Be prepared, there are several erotic scenes, particularly with David. While it’s hard to grasp his disloyalty, these scenes will make much more sense when you’ve turned the last few pages. They are raw and primal in an extraterrestrial sort of way. Muriel depicts David’s psychological changes with vivid alacrity: a chaotic blur of images, thoughts, physical sensations, and external reactions that evoke a near-empathetic understanding from the reader.

If you are fans of Socrates, philosophy, or Greek inspired writing, you will love this. Fans of science fiction, fantasy, money, psychological thrillers, space travel, alternate realities, sex scenes, you will enjoy this very much.

This book is not for speed readers. It is meaty and intricate; you don’t want to miss lingering in its depth. It must be absorbed from every angle to truly sense the unity that binds all things.

 

My personal reactions:

The moment that stood out the most was with Noœ-bouk, when he has surpassed his body life and should no longer exist, yet there he is. The parameters around the possibilities are hazy and loose, and some things just happen. But they’re accepted because of the overall theme of consciousness is freedom. I did struggle a bit with the rules of the realms, but that was part of the joy of this book. There really weren’t any rules. It just took some getting used to, some stretching of the mind we’ll call it.

Not having a concept of the plot in the beginning was hard.

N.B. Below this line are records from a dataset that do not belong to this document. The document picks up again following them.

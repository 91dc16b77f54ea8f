//! Config file loading and merging with CLI flags.
//!
//! Precedence for every option: CLI flag > config file > built-in default.

use std::env;
use std::fs;
use std::path::{Path, PathBuf};
use std::time::Duration;

use anyhow::{Context, Result, bail};
use indexdl_core::DEFAULT_CONCURRENCY;
use indexdl_core::download::{DEFAULT_BACKOFF_BASE, DEFAULT_MAX_RETRIES};
use indexdl_core::resolver::{DEFAULT_MIN_SCORE, DEFAULT_TOP_N};

use crate::cli::Args;

/// Link file written by resolution when none is configured.
pub(crate) const DEFAULT_OUTPUT_LINK_FILE: &str = "links.txt";

/// File-backed defaults.
#[derive(Debug, Clone, Default, PartialEq)]
pub(crate) struct FileConfig {
    pub base_url: Option<String>,
    pub keywords_file: Option<PathBuf>,
    pub output_link_file: Option<PathBuf>,
    pub link_file_in: Option<PathBuf>,
    pub concurrency: Option<u8>,
    pub download_path: Option<PathBuf>,
    pub top_n: Option<u64>,
    pub min_score: Option<f64>,
    pub max_retries: Option<u8>,
    pub backoff_base_ms: Option<u64>,
}

impl FileConfig {
    /// Validates config values against the same ranges as the CLI.
    pub(crate) fn validate(&self) -> Result<()> {
        if let Some(concurrency) = self.concurrency
            && !(1..=100).contains(&concurrency)
        {
            bail!("Invalid config value for `concurrency`: {concurrency}. Expected range: 1..=100");
        }
        if let Some(top_n) = self.top_n
            && top_n == 0
        {
            bail!("Invalid config value for `top_n`: 0. Expected a positive integer");
        }
        if let Some(min_score) = self.min_score
            && !(0.0..=1.0).contains(&min_score)
        {
            bail!("Invalid config value for `min_score`: {min_score}. Expected range: 0.0..=1.0");
        }
        if let Some(max_retries) = self.max_retries
            && max_retries > 10
        {
            bail!("Invalid config value for `max_retries`: {max_retries}. Expected range: 0..=10");
        }
        if let Some(backoff) = self.backoff_base_ms
            && backoff > 60_000
        {
            bail!(
                "Invalid config value for `backoff_base_ms`: {backoff}. Expected range: 0..=60000"
            );
        }
        Ok(())
    }
}

/// Effective options for one run.
#[derive(Debug, Clone, PartialEq)]
pub(crate) struct RunSettings {
    pub base_url: Option<String>,
    pub keywords_file: Option<PathBuf>,
    pub output_link_file: PathBuf,
    pub link_file_in: Option<PathBuf>,
    pub download: bool,
    pub concurrency: usize,
    pub download_path: PathBuf,
    pub top_n: usize,
    pub min_score: f64,
    pub max_retries: u32,
    pub backoff_base: Duration,
    pub report: Option<PathBuf>,
}

/// Merges CLI flags over file config over defaults.
pub(crate) fn resolve_settings(args: &Args, file: Option<&FileConfig>) -> RunSettings {
    let file = file.cloned().unwrap_or_default();

    RunSettings {
        base_url: args.base_url.clone().or(file.base_url),
        keywords_file: args.keywords_file.clone().or(file.keywords_file),
        output_link_file: args
            .output_link_file
            .clone()
            .or(file.output_link_file)
            .unwrap_or_else(|| PathBuf::from(DEFAULT_OUTPUT_LINK_FILE)),
        link_file_in: args.link_file_in.clone().or(file.link_file_in),
        download: args.download,
        concurrency: args
            .concurrency
            .or(file.concurrency)
            .map_or(DEFAULT_CONCURRENCY, usize::from),
        download_path: args
            .download_path
            .clone()
            .or(file.download_path)
            .unwrap_or_else(|| PathBuf::from(".")),
        top_n: args
            .top_n
            .map(u64::from)
            .or(file.top_n)
            .map_or(DEFAULT_TOP_N, |n| usize::try_from(n).unwrap_or(usize::MAX)),
        min_score: args.min_score.or(file.min_score).unwrap_or(DEFAULT_MIN_SCORE),
        max_retries: args
            .max_retries
            .or(file.max_retries)
            .map_or(DEFAULT_MAX_RETRIES, u32::from),
        backoff_base: args
            .backoff_base_ms
            .or(file.backoff_base_ms)
            .map_or(DEFAULT_BACKOFF_BASE, Duration::from_millis),
        report: args.report.clone(),
    }
}

/// Resolves default config path.
///
/// Priority:
/// 1. `$XDG_CONFIG_HOME/indexdl/config.toml`
/// 2. `$HOME/.config/indexdl/config.toml`
pub(crate) fn resolve_default_config_path() -> Option<PathBuf> {
    if let Some(xdg_config_home) = env_var_non_empty_os("XDG_CONFIG_HOME") {
        return Some(
            PathBuf::from(xdg_config_home)
                .join("indexdl")
                .join("config.toml"),
        );
    }

    let home = env_var_non_empty_os("HOME")?;
    Some(
        PathBuf::from(home)
            .join(".config")
            .join("indexdl")
            .join("config.toml"),
    )
}

fn env_var_non_empty_os(name: &str) -> Option<std::ffi::OsString> {
    let value = env::var_os(name)?;
    if value.is_empty() { None } else { Some(value) }
}

/// Loads the explicit config file, or the default one if it exists.
///
/// An explicit path that does not exist is an error; a missing default file
/// is not.
pub(crate) fn load_config(explicit: Option<&Path>) -> Result<Option<FileConfig>> {
    if let Some(path) = explicit {
        return load_file_config(path).map(Some);
    }

    match resolve_default_config_path() {
        Some(path) if path.exists() => load_file_config(&path).map(Some),
        _ => Ok(None),
    }
}

fn load_file_config(path: &Path) -> Result<FileConfig> {
    let raw = fs::read_to_string(path)
        .with_context(|| format!("Failed to read config file '{}'", path.display()))?;
    parse_config_str(&raw)
        .with_context(|| format!("Failed to parse config file '{}'", path.display()))
}

fn parse_config_str(raw: &str) -> Result<FileConfig> {
    let mut cfg = FileConfig::default();
    for (line_index, raw_line) in raw.lines().enumerate() {
        let line = strip_inline_comment(raw_line).trim();
        if line.is_empty() {
            continue;
        }

        let Some((raw_key, raw_value)) = line.split_once('=') else {
            bail!(
                "Invalid config syntax on line {}: expected key = value",
                line_index + 1
            );
        };

        let key = raw_key.trim();
        let value = raw_value.trim();
        let line_no = line_index + 1;
        let invalid = || format!("Invalid `{key}` value on line {line_no}");

        match key {
            "base_url" => cfg.base_url = Some(parse_string_literal(value).with_context(invalid)?),
            "keywords_file" => {
                cfg.keywords_file =
                    Some(PathBuf::from(parse_string_literal(value).with_context(invalid)?));
            }
            "output_link_file" => {
                cfg.output_link_file =
                    Some(PathBuf::from(parse_string_literal(value).with_context(invalid)?));
            }
            "link_file_in" => {
                cfg.link_file_in =
                    Some(PathBuf::from(parse_string_literal(value).with_context(invalid)?));
            }
            "download_path" => {
                cfg.download_path =
                    Some(PathBuf::from(parse_string_literal(value).with_context(invalid)?));
            }
            "concurrency" => cfg.concurrency = Some(parse_integer_u8(value).with_context(invalid)?),
            "max_retries" => cfg.max_retries = Some(parse_integer_u8(value).with_context(invalid)?),
            "top_n" => cfg.top_n = Some(parse_integer_u64(value).with_context(invalid)?),
            "backoff_base_ms" => {
                cfg.backoff_base_ms = Some(parse_integer_u64(value).with_context(invalid)?);
            }
            "min_score" => cfg.min_score = Some(parse_float(value).with_context(invalid)?),
            unknown => {
                bail!("Unknown configuration key: '{unknown}' on line {line_no}");
            }
        }
    }
    cfg.validate()?;
    Ok(cfg)
}

fn strip_inline_comment(line: &str) -> &str {
    let mut in_string = false;
    for (index, ch) in line.char_indices() {
        match ch {
            '"' => in_string = !in_string,
            '#' if !in_string => return &line[..index],
            _ => {}
        }
    }
    line
}

fn parse_string_literal(raw_value: &str) -> Result<String> {
    if raw_value.len() < 2 || !raw_value.starts_with('"') || !raw_value.ends_with('"') {
        bail!("Expected double-quoted string");
    }
    Ok(raw_value[1..raw_value.len() - 1].to_string())
}

fn parse_integer_u8(raw_value: &str) -> Result<u8> {
    let token = raw_value.trim();
    if token.is_empty() {
        bail!("Expected integer value");
    }
    let value = token.parse::<u16>()?;
    u8::try_from(value).map_err(|_| anyhow::anyhow!("Integer value out of range for u8"))
}

fn parse_integer_u64(raw_value: &str) -> Result<u64> {
    let token = raw_value.trim();
    if token.is_empty() {
        bail!("Expected integer value");
    }
    let value = token.parse::<i128>()?;
    if value < 0 {
        bail!("Expected non-negative integer");
    }
    u64::try_from(value).map_err(|_| anyhow::anyhow!("Integer value out of range for u64"))
}

fn parse_float(raw_value: &str) -> Result<f64> {
    let value: f64 = raw_value.trim().parse()?;
    if !value.is_finite() {
        bail!("Expected a finite number");
    }
    Ok(value)
}

#[cfg(test)]
#[allow(clippy::unwrap_used)]
mod tests {
    use clap::Parser;

    use super::*;

    fn args(extra: &[&str]) -> Args {
        let mut argv = vec!["indexdl"];
        argv.extend_from_slice(extra);
        Args::try_parse_from(argv).unwrap()
    }

    #[test]
    fn test_parse_config_all_fields() {
        let cfg = parse_config_str(
            r#"
            # archive defaults
            base_url = "http://archive.example/files/"
            keywords_file = "keywords.txt"
            output_link_file = "out.txt"   # trailing comment
            download_path = "dl"
            concurrency = 8
            top_n = 3
            min_score = 0.7
            max_retries = 5
            backoff_base_ms = 250
            "#,
        )
        .unwrap();
        assert_eq!(cfg.base_url.as_deref(), Some("http://archive.example/files/"));
        assert_eq!(cfg.keywords_file, Some(PathBuf::from("keywords.txt")));
        assert_eq!(cfg.output_link_file, Some(PathBuf::from("out.txt")));
        assert_eq!(cfg.download_path, Some(PathBuf::from("dl")));
        assert_eq!(cfg.concurrency, Some(8));
        assert_eq!(cfg.top_n, Some(3));
        assert_eq!(cfg.min_score, Some(0.7));
        assert_eq!(cfg.max_retries, Some(5));
        assert_eq!(cfg.backoff_base_ms, Some(250));
    }

    #[test]
    fn test_parse_config_hash_inside_string_kept() {
        let cfg = parse_config_str(r#"base_url = "http://h/files/#top""#).unwrap();
        assert_eq!(cfg.base_url.as_deref(), Some("http://h/files/#top"));
    }

    #[test]
    fn test_parse_config_rejects_unknown_key() {
        let err = parse_config_str("color = true").unwrap_err();
        assert!(err.to_string().contains("Unknown configuration key"));
    }

    #[test]
    fn test_parse_config_rejects_missing_equals() {
        let err = parse_config_str("concurrency 5").unwrap_err();
        assert!(err.to_string().contains("line 1"));
    }

    #[test]
    fn test_parse_config_rejects_unquoted_string() {
        assert!(parse_config_str("base_url = http://h/").is_err());
    }

    #[test]
    fn test_parse_config_validates_ranges() {
        for raw in [
            "concurrency = 0",
            "concurrency = 101",
            "min_score = 1.5",
            "max_retries = 11",
            "top_n = 0",
            "backoff_base_ms = 60001",
        ] {
            assert!(parse_config_str(raw).is_err(), "{raw} should be rejected");
        }
    }

    #[test]
    fn test_resolve_settings_defaults() {
        let settings = resolve_settings(&args(&[]), None);
        assert_eq!(settings.concurrency, 5);
        assert_eq!(settings.top_n, 1);
        assert!((settings.min_score - 0.6).abs() < f64::EPSILON);
        assert_eq!(settings.max_retries, 3);
        assert_eq!(settings.backoff_base, Duration::from_secs(1));
        assert_eq!(settings.output_link_file, PathBuf::from("links.txt"));
        assert_eq!(settings.download_path, PathBuf::from("."));
        assert!(!settings.download);
    }

    #[test]
    fn test_resolve_settings_file_overrides_defaults() {
        let file = FileConfig {
            concurrency: Some(9),
            min_score: Some(0.8),
            download_path: Some(PathBuf::from("from-file")),
            ..FileConfig::default()
        };
        let settings = resolve_settings(&args(&[]), Some(&file));
        assert_eq!(settings.concurrency, 9);
        assert!((settings.min_score - 0.8).abs() < f64::EPSILON);
        assert_eq!(settings.download_path, PathBuf::from("from-file"));
    }

    #[test]
    fn test_resolve_settings_cli_overrides_file() {
        let file = FileConfig {
            concurrency: Some(9),
            base_url: Some("http://file/".to_string()),
            ..FileConfig::default()
        };
        let settings = resolve_settings(&args(&["-c", "2", "-u", "http://cli/"]), Some(&file));
        assert_eq!(settings.concurrency, 2);
        assert_eq!(settings.base_url.as_deref(), Some("http://cli/"));
    }

    #[test]
    fn test_load_config_explicit_missing_file_errors() {
        let dir = tempfile::tempdir().unwrap();
        let missing = dir.path().join("nope.toml");
        assert!(load_config(Some(&missing)).is_err());
    }

    #[test]
    fn test_load_config_explicit_file() {
        let dir = tempfile::tempdir().unwrap();
        let path = dir.path().join("config.toml");
        fs::write(&path, "top_n = 4\n").unwrap();
        let cfg = load_config(Some(&path)).unwrap().unwrap();
        assert_eq!(cfg.top_n, Some(4));
    }
}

I didn’t get pick up my first hint until about half of the way through when Noœ-bouk’s Tayr was actually Earth. At seventy-three percent I got my first solid indicator about the Unity Game itself. That’s when the story finally picked up for me and I began to understand the characters, the purpose, and the end goal.

There were a few secondary characters that had segments from their perspectives that I felt pulled me away from the story, but their parts were short. They just didn’t seem crucial to the main plot. But I trusted Meriel had a deeper plan, and I’m glad I did.

It was a bit hard to grasp the collection of these perspectives into the chapters. I believe there’s a theme with the symbols breaking up the parts of the chapters, but sometimes it was in the middle of a perspective, and it wasn’t necessarily for the purpose of a time break. Those were separated by a blank line. I honestly couldn’t catch the pattern despite looking for it. I’m figuring the evolution of the shapes from simple to more complex factors in as well. (Maybe I will understand this on another read-through)

Noœ-bouk’s character was the most critical to the storyline, the most interesting, but also the hardest to connect to. The perspective is difficult to grasp because it is gender neutral, and the lack of emotion makes it difficult to form an attachment. But, the stunning light displays and extraordinary life It has lived keep me hooked.

Toward the end, I figured out Alisdair’s character was more a vessel for explaining to the reader the concepts of the universe, the multi-verse, the lack of actual time, how we’ve all lived thousands of lives already and they’re all happening simultaneously. This was one of my favorite parts. It really scrambles your concepts of “reality” and makes a smoothie out of your brain. But it’s a delight and the places Alisdair and Duncan go are quite magical. The concept of the library without dust and the fact that Duncan created dust with a tap of a finger on a book spine was a nice little detail.

It was mentally thrilling, heart-breaking, and spiritually exhausting. I am definitely going to read this again.